» EXERCISE PROMPT: Where does the string "ServerConfig" occur in the records below? Copy every line that holds it.

» RECORDS TO PROCESS:

.....

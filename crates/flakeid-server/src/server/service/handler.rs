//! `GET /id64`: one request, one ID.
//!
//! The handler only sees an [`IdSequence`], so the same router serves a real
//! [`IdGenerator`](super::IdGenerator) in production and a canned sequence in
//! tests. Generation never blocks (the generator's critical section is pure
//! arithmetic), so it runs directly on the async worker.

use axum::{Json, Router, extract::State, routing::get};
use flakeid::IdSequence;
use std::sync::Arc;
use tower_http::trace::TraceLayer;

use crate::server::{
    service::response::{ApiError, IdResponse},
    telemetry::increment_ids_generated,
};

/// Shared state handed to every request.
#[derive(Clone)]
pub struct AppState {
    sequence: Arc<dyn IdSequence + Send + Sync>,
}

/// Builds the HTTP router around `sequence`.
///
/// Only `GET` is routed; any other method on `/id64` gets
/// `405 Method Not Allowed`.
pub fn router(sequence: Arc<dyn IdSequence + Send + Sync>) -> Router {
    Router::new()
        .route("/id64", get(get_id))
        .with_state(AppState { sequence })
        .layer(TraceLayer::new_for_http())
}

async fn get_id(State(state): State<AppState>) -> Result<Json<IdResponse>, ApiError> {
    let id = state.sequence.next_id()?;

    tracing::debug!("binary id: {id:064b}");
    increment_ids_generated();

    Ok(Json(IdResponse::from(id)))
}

.....

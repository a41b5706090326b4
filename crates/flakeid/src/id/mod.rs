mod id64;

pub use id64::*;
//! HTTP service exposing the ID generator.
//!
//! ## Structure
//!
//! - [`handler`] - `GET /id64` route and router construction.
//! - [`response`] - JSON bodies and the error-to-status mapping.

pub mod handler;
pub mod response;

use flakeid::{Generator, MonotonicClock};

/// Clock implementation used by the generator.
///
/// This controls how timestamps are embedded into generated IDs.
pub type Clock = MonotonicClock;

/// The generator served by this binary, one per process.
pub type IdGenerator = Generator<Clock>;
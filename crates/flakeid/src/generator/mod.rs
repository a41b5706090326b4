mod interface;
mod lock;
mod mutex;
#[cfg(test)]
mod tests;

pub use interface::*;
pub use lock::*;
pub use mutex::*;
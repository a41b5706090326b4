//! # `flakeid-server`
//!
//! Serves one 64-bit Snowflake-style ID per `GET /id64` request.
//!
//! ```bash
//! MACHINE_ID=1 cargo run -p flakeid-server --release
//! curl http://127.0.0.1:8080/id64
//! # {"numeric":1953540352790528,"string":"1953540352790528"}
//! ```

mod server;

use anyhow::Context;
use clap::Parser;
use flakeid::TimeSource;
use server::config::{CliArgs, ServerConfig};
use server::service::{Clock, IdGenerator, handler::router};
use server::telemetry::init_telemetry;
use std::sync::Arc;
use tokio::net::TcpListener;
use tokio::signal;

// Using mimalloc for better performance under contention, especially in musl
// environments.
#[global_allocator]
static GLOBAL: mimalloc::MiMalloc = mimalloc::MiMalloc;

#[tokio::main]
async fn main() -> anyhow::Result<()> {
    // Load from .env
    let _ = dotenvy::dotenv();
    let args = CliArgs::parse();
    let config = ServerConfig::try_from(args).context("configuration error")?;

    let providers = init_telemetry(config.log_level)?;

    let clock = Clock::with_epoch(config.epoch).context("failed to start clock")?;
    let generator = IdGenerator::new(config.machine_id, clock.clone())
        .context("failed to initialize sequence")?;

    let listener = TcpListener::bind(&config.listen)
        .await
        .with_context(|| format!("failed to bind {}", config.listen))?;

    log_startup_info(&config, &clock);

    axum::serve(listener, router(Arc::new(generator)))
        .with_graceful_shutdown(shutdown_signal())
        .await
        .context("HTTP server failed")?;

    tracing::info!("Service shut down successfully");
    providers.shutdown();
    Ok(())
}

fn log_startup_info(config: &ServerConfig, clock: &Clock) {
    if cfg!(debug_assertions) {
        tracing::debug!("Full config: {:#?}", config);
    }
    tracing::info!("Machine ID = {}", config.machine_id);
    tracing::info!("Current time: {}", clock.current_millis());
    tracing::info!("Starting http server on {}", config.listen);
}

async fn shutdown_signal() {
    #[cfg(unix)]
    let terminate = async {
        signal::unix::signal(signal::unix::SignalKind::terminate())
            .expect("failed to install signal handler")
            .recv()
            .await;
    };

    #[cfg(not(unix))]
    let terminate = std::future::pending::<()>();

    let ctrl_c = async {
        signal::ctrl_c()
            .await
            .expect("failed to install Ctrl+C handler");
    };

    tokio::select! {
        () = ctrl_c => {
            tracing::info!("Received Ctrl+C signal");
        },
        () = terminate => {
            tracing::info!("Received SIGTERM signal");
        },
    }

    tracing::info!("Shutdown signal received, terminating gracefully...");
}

.....

» RESULT OF THE TASK:
use server::config::{CliArgs, ServerConfig};
    let config = ServerConfig::try_from(args).context("configuration error")?;
fn log_startup_info(config: &ServerConfig, clock: &Clock) {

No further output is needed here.